**Your instructions:** The records below hold a stretch from the line with "repository a371639b91f3c93b" through the line with "match (path_id, self.id)"; return exactly those lines, ends included, and nothing more.

**Records for this exercise:**
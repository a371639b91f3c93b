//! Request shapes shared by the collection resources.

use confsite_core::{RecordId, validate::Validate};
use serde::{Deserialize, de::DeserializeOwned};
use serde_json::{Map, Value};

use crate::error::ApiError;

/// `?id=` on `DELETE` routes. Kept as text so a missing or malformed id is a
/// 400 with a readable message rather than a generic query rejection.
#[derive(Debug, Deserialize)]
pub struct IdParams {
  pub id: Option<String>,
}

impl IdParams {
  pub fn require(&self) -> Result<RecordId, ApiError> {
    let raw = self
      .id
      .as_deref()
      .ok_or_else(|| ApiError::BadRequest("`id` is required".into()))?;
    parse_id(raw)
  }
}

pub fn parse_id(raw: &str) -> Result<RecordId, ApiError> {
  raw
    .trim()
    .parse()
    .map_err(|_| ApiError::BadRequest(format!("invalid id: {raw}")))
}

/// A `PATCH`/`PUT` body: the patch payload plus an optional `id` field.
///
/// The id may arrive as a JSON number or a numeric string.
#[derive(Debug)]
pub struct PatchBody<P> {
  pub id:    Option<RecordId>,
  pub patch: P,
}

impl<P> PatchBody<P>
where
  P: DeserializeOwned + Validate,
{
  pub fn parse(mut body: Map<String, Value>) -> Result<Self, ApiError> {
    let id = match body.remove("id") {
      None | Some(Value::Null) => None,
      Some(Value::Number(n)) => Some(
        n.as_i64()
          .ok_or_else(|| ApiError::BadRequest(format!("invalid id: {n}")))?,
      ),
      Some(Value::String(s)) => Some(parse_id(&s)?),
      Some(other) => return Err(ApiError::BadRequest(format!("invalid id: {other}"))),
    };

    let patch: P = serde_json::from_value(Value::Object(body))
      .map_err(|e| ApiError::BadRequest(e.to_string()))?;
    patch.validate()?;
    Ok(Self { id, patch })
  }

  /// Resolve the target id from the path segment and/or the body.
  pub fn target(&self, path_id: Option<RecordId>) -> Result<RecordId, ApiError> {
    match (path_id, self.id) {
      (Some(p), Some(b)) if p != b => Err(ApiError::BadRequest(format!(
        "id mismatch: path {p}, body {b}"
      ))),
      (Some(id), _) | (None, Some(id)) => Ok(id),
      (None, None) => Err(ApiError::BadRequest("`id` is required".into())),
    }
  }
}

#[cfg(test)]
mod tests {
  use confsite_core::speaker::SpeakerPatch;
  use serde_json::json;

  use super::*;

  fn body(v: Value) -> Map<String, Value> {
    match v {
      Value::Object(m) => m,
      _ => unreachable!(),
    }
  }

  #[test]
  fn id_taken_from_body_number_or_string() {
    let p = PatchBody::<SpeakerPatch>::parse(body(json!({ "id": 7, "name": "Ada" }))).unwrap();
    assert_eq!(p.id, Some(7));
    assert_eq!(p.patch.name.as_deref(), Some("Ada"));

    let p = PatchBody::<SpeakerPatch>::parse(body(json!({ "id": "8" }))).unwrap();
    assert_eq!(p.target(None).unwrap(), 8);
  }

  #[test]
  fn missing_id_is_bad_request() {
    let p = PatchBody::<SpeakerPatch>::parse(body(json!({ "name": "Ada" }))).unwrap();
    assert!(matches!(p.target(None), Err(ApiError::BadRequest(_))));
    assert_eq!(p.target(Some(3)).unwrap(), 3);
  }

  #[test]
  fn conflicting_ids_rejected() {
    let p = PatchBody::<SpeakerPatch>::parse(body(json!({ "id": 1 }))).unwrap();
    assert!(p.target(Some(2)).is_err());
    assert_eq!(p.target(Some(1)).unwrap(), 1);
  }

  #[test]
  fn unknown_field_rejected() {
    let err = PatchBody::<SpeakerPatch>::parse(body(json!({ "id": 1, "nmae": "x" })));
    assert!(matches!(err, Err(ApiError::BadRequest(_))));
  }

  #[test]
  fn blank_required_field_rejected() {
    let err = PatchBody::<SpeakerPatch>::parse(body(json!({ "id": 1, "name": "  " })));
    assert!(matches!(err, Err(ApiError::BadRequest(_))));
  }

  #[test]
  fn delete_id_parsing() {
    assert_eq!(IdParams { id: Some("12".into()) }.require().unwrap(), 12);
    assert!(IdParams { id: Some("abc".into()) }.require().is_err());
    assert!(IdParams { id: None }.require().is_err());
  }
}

--

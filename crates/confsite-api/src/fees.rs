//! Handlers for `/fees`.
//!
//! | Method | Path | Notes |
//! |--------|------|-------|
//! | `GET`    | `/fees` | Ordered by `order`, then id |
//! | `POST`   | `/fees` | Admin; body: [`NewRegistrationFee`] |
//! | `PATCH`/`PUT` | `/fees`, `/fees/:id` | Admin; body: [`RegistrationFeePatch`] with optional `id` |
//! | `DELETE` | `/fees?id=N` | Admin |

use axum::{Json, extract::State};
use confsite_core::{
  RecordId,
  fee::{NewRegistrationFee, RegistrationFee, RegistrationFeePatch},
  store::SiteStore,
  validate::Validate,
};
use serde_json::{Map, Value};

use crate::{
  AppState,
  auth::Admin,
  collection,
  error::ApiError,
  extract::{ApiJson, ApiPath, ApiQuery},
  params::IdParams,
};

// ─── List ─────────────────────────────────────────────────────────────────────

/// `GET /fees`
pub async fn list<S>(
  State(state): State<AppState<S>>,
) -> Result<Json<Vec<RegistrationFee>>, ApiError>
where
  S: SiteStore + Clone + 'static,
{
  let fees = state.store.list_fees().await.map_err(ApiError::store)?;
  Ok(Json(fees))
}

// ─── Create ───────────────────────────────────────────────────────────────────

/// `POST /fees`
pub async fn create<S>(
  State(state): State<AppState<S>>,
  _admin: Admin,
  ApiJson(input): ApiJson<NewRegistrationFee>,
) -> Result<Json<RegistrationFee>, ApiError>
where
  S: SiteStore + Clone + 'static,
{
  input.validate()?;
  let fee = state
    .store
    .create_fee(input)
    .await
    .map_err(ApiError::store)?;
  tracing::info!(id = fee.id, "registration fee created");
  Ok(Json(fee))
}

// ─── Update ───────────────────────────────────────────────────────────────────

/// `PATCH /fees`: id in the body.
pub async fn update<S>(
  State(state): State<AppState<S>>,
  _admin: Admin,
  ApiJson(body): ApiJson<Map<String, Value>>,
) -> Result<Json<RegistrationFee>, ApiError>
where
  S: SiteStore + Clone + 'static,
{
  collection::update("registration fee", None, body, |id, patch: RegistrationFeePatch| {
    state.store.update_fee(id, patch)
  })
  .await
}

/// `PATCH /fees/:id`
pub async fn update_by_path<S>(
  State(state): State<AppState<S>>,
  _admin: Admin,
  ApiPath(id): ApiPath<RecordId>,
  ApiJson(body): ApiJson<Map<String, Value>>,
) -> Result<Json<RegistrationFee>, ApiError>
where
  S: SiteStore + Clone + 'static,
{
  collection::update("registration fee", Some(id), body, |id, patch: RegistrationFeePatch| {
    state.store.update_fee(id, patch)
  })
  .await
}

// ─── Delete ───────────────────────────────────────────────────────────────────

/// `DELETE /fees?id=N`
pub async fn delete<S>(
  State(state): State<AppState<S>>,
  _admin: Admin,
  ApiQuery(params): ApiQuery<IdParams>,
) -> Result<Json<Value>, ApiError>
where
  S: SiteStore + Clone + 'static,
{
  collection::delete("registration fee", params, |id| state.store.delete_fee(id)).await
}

**Answer to this exercise:**
repository a371639b91f3c93b
//! Request shapes shared by the collection resources.

use confsite_core::{RecordId, validate::Validate};
use serde::{Deserialize, de::DeserializeOwned};
use serde_json::{Map, Value};

use crate::error::ApiError;

/// `?id=` on `DELETE` routes. Kept as text so a missing or malformed id is a
/// 400 with a readable message rather than a generic query rejection.
#[derive(Debug, Deserialize)]
pub struct IdParams {
  pub id: Option<String>,
}

impl IdParams {
  pub fn require(&self) -> Result<RecordId, ApiError> {
    let raw = self
      .id
      .as_deref()
      .ok_or_else(|| ApiError::BadRequest("`id` is required".into()))?;
    parse_id(raw)
  }
}

pub fn parse_id(raw: &str) -> Result<RecordId, ApiError> {
  raw
    .trim()
    .parse()
    .map_err(|_| ApiError::BadRequest(format!("invalid id: {raw}")))
}

/// A `PATCH`/`PUT` body: the patch payload plus an optional `id` field.
///
/// The id may arrive as a JSON number or a numeric string.
#[derive(Debug)]
pub struct PatchBody<P> {
  pub id:    Option<RecordId>,
  pub patch: P,
}

impl<P> PatchBody<P>
where
  P: DeserializeOwned + Validate,
{
  pub fn parse(mut body: Map<String, Value>) -> Result<Self, ApiError> {
    let id = match body.remove("id") {
      None | Some(Value::Null) => None,
      Some(Value::Number(n)) => Some(
        n.as_i64()
          .ok_or_else(|| ApiError::BadRequest(format!("invalid id: {n}")))?,
      ),
      Some(Value::String(s)) => Some(parse_id(&s)?),
      Some(other) => return Err(ApiError::BadRequest(format!("invalid id: {other}"))),
    };

    let patch: P = serde_json::from_value(Value::Object(body))
      .map_err(|e| ApiError::BadRequest(e.to_string()))?;
    patch.validate()?;
    Ok(Self { id, patch })
  }

  /// Resolve the target id from the path segment and/or the body.
  pub fn target(&self, path_id: Option<RecordId>) -> Result<RecordId, ApiError> {
    match (path_id, self.id) {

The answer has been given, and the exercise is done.